//! Query orchestration: validate, stream, finalize, rank.

use crate::aggregator::TallyAggregator;
use crate::cancel::CancelToken;
use crate::config::EngineConfig;
use crate::error::Result;
use crate::region::{QueryRegion, TrackFilter};
use crate::report::QueryOutcome;
use crate::store::SpatialStore;
use rayon::prelude::*;
use std::borrow::Cow;
use tracing::{debug, warn};

/// Runs overlap queries against one store.
///
/// The engine holds no per-query state, so a single instance can serve any
/// number of concurrent queries.
pub struct QueryEngine<S: SpatialStore> {
    store: S,
    config: EngineConfig,
}

impl<S: SpatialStore> QueryEngine<S> {
    pub fn new(store: S) -> Self {
        Self::with_config(store, EngineConfig::default())
    }

    pub fn with_config(store: S, config: EngineConfig) -> Self {
        Self { store, config }
    }

    pub fn store(&self) -> &S {
        &self.store
    }

    pub fn config(&self) -> &EngineConfig {
        &self.config
    }

    /// Validate raw coordinates and run the query.
    ///
    /// An invalid region fails with `InvalidRegion` before the store is
    /// touched.
    pub fn query(
        &self,
        chrom: &str,
        start: i64,
        end: i64,
        filter: TrackFilter,
    ) -> Result<QueryOutcome> {
        let region = QueryRegion::new(chrom, start, end)?.with_filter(filter);
        self.run(&region)
    }

    /// Run a validated region to completion.
    pub fn run(&self, region: &QueryRegion) -> Result<QueryOutcome> {
        self.run_with_cancel(region, &CancelToken::new())
    }

    /// Run a region, stopping at the next pull once `cancel` fires.
    pub fn run_with_cancel(
        &self,
        region: &QueryRegion,
        cancel: &CancelToken,
    ) -> Result<QueryOutcome> {
        let pushdown = self.config.pushdown_filters && self.store.pushes_down_filters();
        let store_region = if pushdown {
            Cow::Borrowed(region)
        } else {
            Cow::Owned(region.without_filter())
        };
        debug!(%region, pushdown, "starting overlap query");

        let rows = self.store.range_query_with_cancel(&store_region, cancel)?;
        let mut aggregator = TallyAggregator::new(region).with_row_filter(!pushdown);
        aggregator.consume(rows, cancel)?;

        let (mut report, stats) = aggregator.finalize();
        report.sort_by_coverage();
        if let Some(max_tracks) = self.config.max_tracks {
            report.truncate(max_tracks);
        }

        let outcome = QueryOutcome {
            region: region.clone(),
            report,
            stats,
        };
        if outcome.is_partial() {
            warn!(
                %region,
                malformed = outcome.stats.malformed_rows,
                clip_mismatches = outcome.stats.clip_mismatches,
                omitted = outcome.stats.tracks_omitted,
                "partial result"
            );
        }
        debug!(%region, stats = %outcome.stats, "finished overlap query");
        Ok(outcome)
    }

    /// Run independent queries in parallel. Results keep the input order.
    pub fn run_batch(&self, regions: &[QueryRegion]) -> Vec<Result<QueryOutcome>> {
        regions.par_iter().map(|region| self.run(region)).collect()
    }
}
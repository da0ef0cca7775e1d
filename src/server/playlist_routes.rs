use axum::{
    extract::State,
    routing::{get, post},
    Router,
};
use serde::Deserialize;
use tracing::debug;
use uuid::Uuid;

use crate::error::ApiResult;
use crate::store::Playlist;

use super::envelope::{ApiJson, ApiPath, ApiResponse};
use super::session::Session;
use super::state::{GuardedPlaylistManager, ServerState};

#[derive(Deserialize, Debug)]
struct CreatePlaylistBody {
    #[serde(default)]
    pub name: String,
    #[serde(default)]
    pub description: String,
}

#[derive(Deserialize, Debug)]
struct UpdatePlaylistBody {
    pub name: Option<String>,
    pub description: Option<String>,
}

async fn create_playlist(
    State(playlists): State<GuardedPlaylistManager>,
    session: Session,
    ApiJson(body): ApiJson<CreatePlaylistBody>,
) -> ApiResult<ApiResponse<Playlist>> {
    let playlist = playlists.create(session.user_id, &body.name, &body.description)?;
    Ok(ApiResponse::created(playlist, "Playlist created"))
}

async fn get_playlist(
    State(playlists): State<GuardedPlaylistManager>,
    ApiPath(playlist_id): ApiPath<Uuid>,
) -> ApiResult<ApiResponse<Playlist>> {
    let playlist = playlists.get(playlist_id)?;
    Ok(ApiResponse::ok(playlist, "Playlist"))
}

async fn update_playlist(
    State(playlists): State<GuardedPlaylistManager>,
    session: Session,
    ApiPath(playlist_id): ApiPath<Uuid>,
    ApiJson(body): ApiJson<UpdatePlaylistBody>,
) -> ApiResult<ApiResponse<Playlist>> {
    let playlist = playlists.update(
        session.user_id,
        playlist_id,
        body.name.as_deref(),
        body.description.as_deref(),
    )?;
    Ok(ApiResponse::ok(playlist, "Playlist updated"))
}

async fn delete_playlist(
    State(playlists): State<GuardedPlaylistManager>,
    session: Session,
    ApiPath(playlist_id): ApiPath<Uuid>,
) -> ApiResult<ApiResponse<Playlist>> {
    let playlist = playlists.delete(session.user_id, playlist_id)?;
    Ok(ApiResponse::ok(playlist, "Playlist deleted"))
}

async fn add_playlist_video(
    State(playlists): State<GuardedPlaylistManager>,
    session: Session,
    ApiPath((playlist_id, video_id)): ApiPath<(Uuid, Uuid)>,
) -> ApiResult<ApiResponse<Playlist>> {
    let playlist = playlists.add_video(session.user_id, playlist_id, video_id)?;
    debug!("Playlist {} now has {} videos", playlist.id, playlist.videos.len());
    Ok(ApiResponse::ok(playlist, "Video added to playlist"))
}

async fn remove_playlist_video(
    State(playlists): State<GuardedPlaylistManager>,
    session: Session,
    ApiPath((playlist_id, video_id)): ApiPath<(Uuid, Uuid)>,
) -> ApiResult<ApiResponse<Playlist>> {
    let playlist = playlists.remove_video(session.user_id, playlist_id, video_id)?;
    Ok(ApiResponse::ok(playlist, "Video removed from playlist"))
}

pub fn playlist_routes() -> Router<ServerState> {
    Router::new()
        .route("/", post(create_playlist))
        .route(
            "/{playlist_id}",
            get(get_playlist)
                .patch(update_playlist)
                .delete(delete_playlist),
        )
        .route(
            "/{playlist_id}/videos/{video_id}",
            post(add_playlist_video).delete(remove_playlist_video),
        )
}
mod file_config;

pub use file_config::{AuthConfig, FileConfig};

use crate::identity::TokenIssuer;
use crate::server::{RequestsLoggingLevel, ServerConfig};
use anyhow::{bail, Result};
use clap::ValueEnum;
use rand::{distr::Alphanumeric, Rng};
use std::path::PathBuf;
use std::time::Duration;
use tracing::warn;

pub const DEFAULT_ACCESS_TOKEN_TTL_SEC: u64 = 15 * 60;
pub const DEFAULT_REFRESH_TOKEN_TTL_SEC: u64 = 10 * 24 * 60 * 60;
pub const DEFAULT_MAX_UPLOAD_MB: usize = 512;

const GENERATED_SECRET_LEN: usize = 48;

/// CLI arguments that can be used for config resolution.
/// This struct mirrors the CLI arguments that can be overridden by TOML config.
#[derive(Debug, Clone)]
pub struct CliConfig {
    pub db_dir: Option<PathBuf>,
    pub media_path: Option<PathBuf>,
    pub port: u16,
    pub metrics_port: u16,
    pub logging_level: RequestsLoggingLevel,
    pub jwt_secret: Option<String>,
    pub access_token_ttl_sec: u64,
    pub refresh_token_ttl_sec: u64,
    pub max_upload_mb: usize,
    pub secure_cookies: bool,
}

impl Default for CliConfig {
    fn default() -> Self {
        CliConfig {
            db_dir: None,
            media_path: None,
            port: 3001,
            metrics_port: 9091,
            logging_level: RequestsLoggingLevel::Path,
            jwt_secret: None,
            access_token_ttl_sec: DEFAULT_ACCESS_TOKEN_TTL_SEC,
            refresh_token_ttl_sec: DEFAULT_REFRESH_TOKEN_TTL_SEC,
            max_upload_mb: DEFAULT_MAX_UPLOAD_MB,
            secure_cookies: false,
        }
    }
}

#[derive(Debug, Clone)]
pub struct AppConfig {
    pub db_dir: PathBuf,
    pub media_path: PathBuf,
    pub port: u16,
    pub metrics_port: u16,
    pub logging_level: RequestsLoggingLevel,
    pub jwt_secret: String,
    pub access_token_ttl: Duration,
    pub refresh_token_ttl: Duration,
    pub max_upload_bytes: usize,
    pub secure_cookies: bool,
}

impl AppConfig {
    /// Resolve configuration from CLI arguments and optional TOML file config.
    /// TOML values override CLI values where present.
    pub fn resolve(cli: &CliConfig, file_config: Option<FileConfig>) -> Result<Self> {
        let file = file_config.unwrap_or_default();
        let auth = file.auth.unwrap_or_default();

        let db_dir = file
            .db_dir
            .map(PathBuf::from)
            .or_else(|| cli.db_dir.clone())
            .ok_or_else(|| {
                anyhow::anyhow!("db_dir must be specified via --db-dir or in config file")
            })?;

        if !db_dir.exists() {
            bail!("Database directory does not exist: {:?}", db_dir);
        }
        if !db_dir.is_dir() {
            bail!("db_dir is not a directory: {:?}", db_dir);
        }

        let media_path = file
            .media_path
            .map(PathBuf::from)
            .or_else(|| cli.media_path.clone())
            .unwrap_or_else(|| db_dir.join("media"));

        let port = file.port.unwrap_or(cli.port);
        let metrics_port = file.metrics_port.unwrap_or(cli.metrics_port);
        if port == metrics_port {
            bail!("port and metrics_port must differ, both are {}", port);
        }

        let logging_level = match file.logging_level {
            Some(s) => match parse_logging_level(&s) {
                Some(level) => level,
                None => bail!("Unknown logging_level in config file: {:?}", s),
            },
            None => cli.logging_level.clone(),
        };

        let jwt_secret = match auth.jwt_secret.or_else(|| cli.jwt_secret.clone()) {
            Some(secret) if secret.trim().is_empty() => bail!("jwt_secret must not be blank"),
            Some(secret) => secret,
            None => {
                warn!("No JWT secret configured, generating a random one. Tokens will not survive a restart.");
                generate_secret()
            }
        };

        let access_token_ttl_sec = auth
            .access_token_ttl_sec
            .unwrap_or(cli.access_token_ttl_sec);
        let refresh_token_ttl_sec = auth
            .refresh_token_ttl_sec
            .unwrap_or(cli.refresh_token_ttl_sec);
        if access_token_ttl_sec == 0 || refresh_token_ttl_sec == 0 {
            bail!("Token lifetimes must be positive");
        }

        let max_upload_mb = file.max_upload_mb.unwrap_or(cli.max_upload_mb);
        if max_upload_mb == 0 {
            bail!("max_upload_mb must be positive");
        }

        let secure_cookies = file.secure_cookies.unwrap_or(cli.secure_cookies);

        Ok(Self {
            db_dir,
            media_path,
            port,
            metrics_port,
            logging_level,
            jwt_secret,
            access_token_ttl: Duration::from_secs(access_token_ttl_sec),
            refresh_token_ttl: Duration::from_secs(refresh_token_ttl_sec),
            max_upload_bytes: max_upload_mb.saturating_mul(1024 * 1024),
            secure_cookies,
        })
    }

    pub fn db_path(&self) -> PathBuf {
        self.db_dir.join("clipnest.db")
    }

    pub fn server_config(&self) -> ServerConfig {
        ServerConfig {
            requests_logging_level: self.logging_level.clone(),
            port: self.port,
            metrics_port: self.metrics_port,
            media_dir: self.media_path.clone(),
            max_upload_bytes: self.max_upload_bytes,
            secure_cookies: self.secure_cookies,
        }
    }

    pub fn token_issuer(&self) -> TokenIssuer {
        TokenIssuer::new(
            &self.jwt_secret,
            self.access_token_ttl,
            self.refresh_token_ttl,
        )
    }
}

fn generate_secret() -> String {
    rand::rng()
        .sample_iter(&Alphanumeric)
        .take(GENERATED_SECRET_LEN)
        .map(char::from)
        .collect()
}

/// Parses a logging level string into RequestsLoggingLevel.
/// Uses clap's ValueEnum trait for parsing.
fn parse_logging_level(s: &str) -> Option<RequestsLoggingLevel> {
    RequestsLoggingLevel::from_str(s, true).ok()
}

#[cfg(test)]
mod tests {
    use super::*;
    use tempfile::TempDir;

    fn make_temp_db_dir() -> TempDir {
        TempDir::new().unwrap()
    }

    fn cli_with_dir(dir: &TempDir) -> CliConfig {
        CliConfig {
            db_dir: Some(dir.path().to_path_buf()),
            ..Default::default()
        }
    }

    #[test]
    fn test_parse_logging_level() {
        assert!(matches!(
            parse_logging_level("none"),
            Some(RequestsLoggingLevel::None)
        ));
        assert!(matches!(
            parse_logging_level("body"),
            Some(RequestsLoggingLevel::Body)
        ));
        assert!(matches!(
            parse_logging_level("PATH"),
            Some(RequestsLoggingLevel::Path)
        ));
        assert!(parse_logging_level("invalid").is_none());
    }

    #[test]
    fn test_resolve_cli_only() {
        let temp_dir = make_temp_db_dir();
        let cli = CliConfig {
            db_dir: Some(temp_dir.path().to_path_buf()),
            media_path: Some(PathBuf::from("/media")),
            port: 3001,
            metrics_port: 9091,
            logging_level: RequestsLoggingLevel::Headers,
            jwt_secret: Some("cli-secret".to_string()),
            access_token_ttl_sec: 60,
            refresh_token_ttl_sec: 3600,
            max_upload_mb: 2,
            secure_cookies: true,
        };

        let config = AppConfig::resolve(&cli, None).unwrap();

        assert_eq!(config.db_dir, temp_dir.path());
        assert_eq!(config.media_path, PathBuf::from("/media"));
        assert_eq!(config.port, 3001);
        assert_eq!(config.metrics_port, 9091);
        assert_eq!(config.logging_level, RequestsLoggingLevel::Headers);
        assert_eq!(config.jwt_secret, "cli-secret");
        assert_eq!(config.access_token_ttl, Duration::from_secs(60));
        assert_eq!(config.refresh_token_ttl, Duration::from_secs(3600));
        assert_eq!(config.max_upload_bytes, 2 * 1024 * 1024);
        assert!(config.secure_cookies);
    }

    #[test]
    fn test_resolve_toml_overrides_cli() {
        let temp_dir = make_temp_db_dir();
        let cli = CliConfig {
            db_dir: Some(PathBuf::from("/should/be/overridden")),
            media_path: Some(PathBuf::from("/cli/media")),
            jwt_secret: Some("cli-secret".to_string()),
            ..Default::default()
        };

        let file_config = FileConfig {
            db_dir: Some(temp_dir.path().to_string_lossy().to_string()),
            media_path: Some("/toml/media".to_string()),
            port: Some(4000),
            logging_level: Some("body".to_string()),
            auth: Some(AuthConfig {
                jwt_secret: Some("toml-secret".to_string()),
                access_token_ttl_sec: Some(120),
                refresh_token_ttl_sec: None,
            }),
            ..Default::default()
        };

        let config = AppConfig::resolve(&cli, Some(file_config)).unwrap();

        assert_eq!(config.db_dir, temp_dir.path());
        assert_eq!(config.media_path, PathBuf::from("/toml/media"));
        assert_eq!(config.port, 4000);
        assert_eq!(config.logging_level, RequestsLoggingLevel::Body);
        assert_eq!(config.jwt_secret, "toml-secret");
        assert_eq!(config.access_token_ttl, Duration::from_secs(120));
        // CLI value used when TOML doesn't specify
        assert_eq!(config.metrics_port, 9091);
        assert_eq!(
            config.refresh_token_ttl,
            Duration::from_secs(DEFAULT_REFRESH_TOKEN_TTL_SEC)
        );
    }

    #[test]
    fn test_resolve_missing_db_dir_error() {
        let cli = CliConfig::default();
        let result = AppConfig::resolve(&cli, None);
        assert!(result
            .unwrap_err()
            .to_string()
            .contains("db_dir must be specified"));
    }

    #[test]
    fn test_resolve_nonexistent_db_dir_error() {
        let cli = CliConfig {
            db_dir: Some(PathBuf::from("/nonexistent/path/that/should/not/exist")),
            ..Default::default()
        };
        let result = AppConfig::resolve(&cli, None);
        assert!(result.unwrap_err().to_string().contains("does not exist"));
    }

    #[test]
    fn test_resolve_db_dir_not_directory_error() {
        let temp_file = tempfile::NamedTempFile::new().unwrap();
        let cli = CliConfig {
            db_dir: Some(temp_file.path().to_path_buf()),
            ..Default::default()
        };
        let result = AppConfig::resolve(&cli, None);
        assert!(result.unwrap_err().to_string().contains("not a directory"));
    }

    #[test]
    fn test_missing_secret_is_generated() {
        let temp_dir = make_temp_db_dir();
        let first = AppConfig::resolve(&cli_with_dir(&temp_dir), None).unwrap();
        let second = AppConfig::resolve(&cli_with_dir(&temp_dir), None).unwrap();

        assert_eq!(first.jwt_secret.len(), GENERATED_SECRET_LEN);
        assert_ne!(first.jwt_secret, second.jwt_secret);
    }

    #[test]
    fn test_blank_secret_is_rejected() {
        let temp_dir = make_temp_db_dir();
        let cli = CliConfig {
            jwt_secret: Some("   ".to_string()),
            ..cli_with_dir(&temp_dir)
        };
        assert!(AppConfig::resolve(&cli, None).is_err());
    }

    #[test]
    fn test_unknown_toml_logging_level_is_rejected() {
        let temp_dir = make_temp_db_dir();
        let file_config = FileConfig {
            logging_level: Some("verbose".to_string()),
            ..Default::default()
        };
        let result = AppConfig::resolve(&cli_with_dir(&temp_dir), Some(file_config));
        assert!(result.unwrap_err().to_string().contains("logging_level"));
    }

    #[test]
    fn test_zero_ttl_and_same_ports_are_rejected() {
        let temp_dir = make_temp_db_dir();
        let cli = CliConfig {
            access_token_ttl_sec: 0,
            ..cli_with_dir(&temp_dir)
        };
        assert!(AppConfig::resolve(&cli, None).is_err());

        let cli = CliConfig {
            port: 8080,
            metrics_port: 8080,
            ..cli_with_dir(&temp_dir)
        };
        assert!(AppConfig::resolve(&cli, None).is_err());
    }

    #[test]
    fn test_derived_paths_and_server_config() {
        let temp_dir = make_temp_db_dir();
        let config = AppConfig::resolve(&cli_with_dir(&temp_dir), None).unwrap();

        assert_eq!(config.db_path(), temp_dir.path().join("clipnest.db"));
        assert_eq!(config.media_path, temp_dir.path().join("media"));

        let server_config = config.server_config();
        assert_eq!(server_config.media_dir, temp_dir.path().join("media"));
        assert_eq!(server_config.port, 3001);
        assert_eq!(
            server_config.max_upload_bytes,
            DEFAULT_MAX_UPLOAD_MB * 1024 * 1024
        );
    }
}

**Required action:**
The word "description" is the filter: copy every line of the listing above that contains it.

**Reply to the task:**
    pub description: String,
    pub description: Option<String>,
    let playlist = playlists.create(session.user_id, &body.name, &body.description)?;
        body.description.as_deref(),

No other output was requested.